SEMINAR 2024
Multiscale Behavior of Biopolymer Structure and Dynamics
Speaker | Ashesh Ghosh Department of Chemistry, University of California Berkeley, Berkeley CA Department of Chemical Engineering, University of California Berkeley, Berkeley CA Division of Chemical Sciences, Lawrence Berkeley National Laboratory, Berkeley CA |
Date/Time | Monday, 7 Oct, 11AM |
Location | Conference room: S11-02-07 |
Host | Prof Yan Jie |
Abstract
A coherent understanding of a biophysical system requires merging orders of magnitude length and timescale phenomena in a coordinated fashion. The talk will detail over the behavior of biopolymers spanning the collective response to single polymer structural and mechanical properties.
For the first part, I will discuss how protein filaments on the endosomal membrane can leverage a rigid-to-flexible transformation to elicit a large-scale change in membrane flexibility to enable membrane fusion. Specifically, a polymer field-theoretic model encapsulating molecular alignment arising from nematic interactions between polymers will be discussed. The collective elasticity and alignment interactions of the filament brush layer results in more than 20-fold increase of the effective membrane rigidity over bare membrane elasticity. Thus, the collective state of the polymers induce membrane rigidification (fluidization), in turn impeding (facilitating) vesicle fusion.
For the second part, I will focus on the structural and mechanical properties of a single biopolymer. Biopolymers are often modeled using the famous wormlike chain model that ascribes bending energy of deformation along the polymer backbone length. However, recent experiment demonstrates the importance of twist and twist-bend coupling in the context of dsDNA and other biopolymers. I will present an exact solution for the Green’s function for the general case of a helical wormlike chain with twist-bend coupling, and demonstrate the applicability of the exact solution for evaluating general structural and mechanical properties of the polymer. The exact nature of the solution provides a framework to evaluate the role of twist-bend coupling on polymer properties and motivates the reinterpretation of existing bio-polymer experimental data.

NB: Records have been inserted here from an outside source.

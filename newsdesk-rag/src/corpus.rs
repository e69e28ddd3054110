//! The per-session corpus: chunks, index, and embedding provider as one
//! immutable value.

use std::sync::Arc;

use tracing::{debug, info};

use newsdesk_core::Document;

use crate::chunker::{Chunk, WindowChunker};
use crate::config::RagConfig;
use crate::embedding::EmbeddingProvider;
use crate::error::{RagError, Result};
use crate::index::FlatL2Index;

/// An immutable bundle of chunks, their vector index, and the embedding
/// provider that produced the vectors.
///
/// The three parts must stay mutually consistent: row `i` of the index is
/// chunk `i`'s vector, and query vectors are only comparable when encoded
/// by the same provider. Bundling them into one value built in a single
/// step makes an inconsistent combination unrepresentable: a session
/// either holds a complete handle or none at all.
pub struct CorpusHandle {
    chunks: Vec<Chunk>,
    index: FlatL2Index,
    embedder: Arc<dyn EmbeddingProvider>,
    top_k: usize,
}

impl CorpusHandle {
    /// Chunk, embed, and index the given documents.
    ///
    /// All chunk texts go to the provider in one batch call, and the index
    /// is built over exactly those vectors, so the row count always equals
    /// the chunk count. The provider is retained in the handle for later
    /// query encoding.
    ///
    /// # Errors
    ///
    /// - [`RagError::EmptyCorpus`] if chunking produced no chunks.
    /// - [`RagError::Embedding`] if the provider fails or returns the
    ///   wrong number of vectors.
    /// - [`RagError::Config`] if the configuration is invalid.
    pub async fn build(
        documents: &[Document],
        config: &RagConfig,
        embedder: Arc<dyn EmbeddingProvider>,
    ) -> Result<Self> {
        let chunker = WindowChunker::from_config(config)?;
        let chunks = chunker.chunk(documents);
        if chunks.is_empty() {
            return Err(RagError::EmptyCorpus);
        }
        debug!(document_count = documents.len(), chunk_count = chunks.len(), "chunked corpus");

        let texts: Vec<&str> = chunks.iter().map(|c| c.text.as_str()).collect();
        let embeddings = embedder.embed_batch(&texts).await?;
        if embeddings.len() != chunks.len() {
            return Err(RagError::Embedding {
                provider: embedder.name().to_string(),
                message: format!(
                    "provider returned {} vectors for {} chunks",
                    embeddings.len(),
                    chunks.len()
                ),
            });
        }

        let index = FlatL2Index::build(embedder.dimensions(), embeddings)?;
        info!(
            chunk_count = chunks.len(),
            dimensions = index.dimensions(),
            embedder = embedder.name(),
            "corpus indexed"
        );

        Ok(Self { chunks, index, embedder, top_k: config.top_k })
    }

    /// Retrieve the context for a query: the `top_k` nearest chunks'
    /// text, concatenated nearest-first.
    ///
    /// The query is encoded with the same provider that embedded the
    /// chunks. Equal distances resolve to ascending chunk position, and
    /// ranked chunks are concatenated as-is; identical texts are not
    /// deduplicated. The same query against the same handle always
    /// returns the same context.
    pub async fn retrieve(&self, query: &str) -> Result<String> {
        let query_embedding = self.embedder.embed(query).await?;
        let neighbors = self.index.search(&query_embedding, self.top_k)?;
        debug!(query_len = query.len(), hits = neighbors.len(), "retrieved context chunks");

        let mut context = String::new();
        for neighbor in &neighbors {
            context.push_str(&self.chunks[neighbor.position].text);
        }
        Ok(context)
    }

    /// Number of chunks (and index rows) in the corpus.
    pub fn chunk_count(&self) -> usize {
        self.chunks.len()
    }

    /// The chunk sequence, in position order.
    pub fn chunks(&self) -> &[Chunk] {
        &self.chunks
    }

    /// The vector index. Row `i` holds chunk `i`'s vector, so its length
    /// always equals [`chunk_count`](CorpusHandle::chunk_count).
    pub fn index(&self) -> &FlatL2Index {
        &self.index
    }

    /// Dimensionality of the corpus vector space.
    pub fn dimensions(&self) -> usize {
        self.index.dimensions()
    }
}

impl std::fmt::Debug for CorpusHandle {
    fn fmt(&self, f: &mut std::fmt::Formatter<'_>) -> std::fmt::Result {
        f.debug_struct("CorpusHandle")
            .field("chunk_count", &self.chunks.len())
            .field("dimensions", &self.index.dimensions())
            .field("embedder", &self.embedder.name())
            .field("top_k", &self.top_k)
            .finish()
    }
}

Broadly, the concepts and ideas presented in the talk paves the way to understand the multiscale structural and mechanical behavior of free and bound biopolymers.
Biography
Ashesh is a postdoctoral scholar at the University of California Berkeley working at the interface of non-equilibrium statistical mechanics, biophysics, continnum mechanics and molecular simulations. He did his PhD from University of Illinois at Urbana-Champaign working on glassy dynamics of colloids and polymers. His interest in biological systems led him to his first postdoc at Stanford University where he focused on biopolymer structure and dynamics, coarse-grained models and membrane mechanics. In his current role he continues to focus on biophysical systems that are driven far from equilibrium. Broadly, Ashesh intends to apply physics based approaches to solve problems at the intersection of biophysics, chemical physics and biology.